START Material for this exercise
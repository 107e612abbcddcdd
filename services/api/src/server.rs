use crate::cli::ServeArgs;
use crate::infra::AppState;
use crate::routes::with_analysis_routes;
use axum::extract::DefaultBodyLimit;
use axum::Extension;
use axum_prometheus::PrometheusMetricLayer;
use injury_check::analysis::{ScoringEngine, SeededRandom, ThreadRandom};
use injury_check::config::AppConfig;
use injury_check::error::AppError;
use injury_check::telemetry;
use std::sync::atomic::{AtomicBool, Ordering};
use std::sync::Arc;
use tracing::{info, warn};

pub(crate) async fn run(mut args: ServeArgs) -> Result<(), AppError> {
    let mut config = AppConfig::load()?;

    if let Some(host) = args.host.take() {
        config.server.host = host;
    }
    if let Some(port) = args.port.take() {
        config.server.port = port;
    }

    telemetry::init(&config.telemetry)?;

    let (prometheus_layer, prometheus_handle) = PrometheusMetricLayer::pair();
    let readiness_flag = Arc::new(AtomicBool::new(false));
    let app_state = AppState {
        readiness: readiness_flag.clone(),
        metrics: Arc::new(prometheus_handle),
    };

    let router = match config.analysis.random_seed {
        Some(seed) => {
            warn!(seed, "flavor metrics use a fixed seed; draws repeat across restarts");
            with_analysis_routes(Arc::new(ScoringEngine::new(SeededRandom::new(seed))))
        }
        None => with_analysis_routes(Arc::new(ScoringEngine::new(ThreadRandom))),
    };

    let app = router
        .layer(DefaultBodyLimit::max(config.analysis.max_body_bytes))
        .layer(Extension(app_state))
        .layer(prometheus_layer);

    let addr = config.server.socket_addr()?;
    let listener = tokio::net::TcpListener::bind(addr).await?;
    readiness_flag.store(true, Ordering::Release);

    info!(
        ?config.environment,
        %addr,
        max_body_bytes = config.analysis.max_body_bytes,
        "injury check service ready"
    );

    axum::serve(listener, app).await?;
    Ok(())
}
use crate::config::{LogFormat, TelemetryConfig};
use tracing_subscriber::filter::ParseError;
use tracing_subscriber::EnvFilter;

#[derive(Debug, thiserror::Error)]
pub enum TelemetryError {
    #[error("invalid log level/filter '{value}': unable to build EnvFilter")]
    EnvFilter {
        value: String,
        #[source]
        source: ParseError,
    },
    #[error("telemetry error: {0}")]
    Subscriber(Box<dyn std::error::Error + Send + Sync>),
}

/// Resolve the filter directive, preferring `RUST_LOG` over the configured level.
pub fn env_filter(config: &TelemetryConfig) -> Result<EnvFilter, TelemetryError> {
    match EnvFilter::try_from_default_env() {
        Ok(filter) => Ok(filter),
        Err(_) => EnvFilter::try_new(&config.log_level).map_err(|source| {
            TelemetryError::EnvFilter {
                value: config.log_level.clone(),
                source,
            }
        }),
    }
}

pub fn init(config: &TelemetryConfig) -> Result<(), TelemetryError> {
    let filter = env_filter(config)?;
    let builder = tracing_subscriber::fmt()
        .with_env_filter(filter)
        .with_target(false)
        .with_ansi(false);

    match config.log_format {
        LogFormat::Compact => builder.compact().try_init(),
        LogFormat::Pretty => builder.pretty().try_init(),
    }
    .map_err(TelemetryError::Subscriber)
}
END Material for this exercise
Work order >> From the listing above, copy out each line where the word "value" appears.

Result of this task >>
    #[error("invalid log level/filter '{value}': unable to build EnvFilter")]
        value: String,
                value: config.log_level.clone(),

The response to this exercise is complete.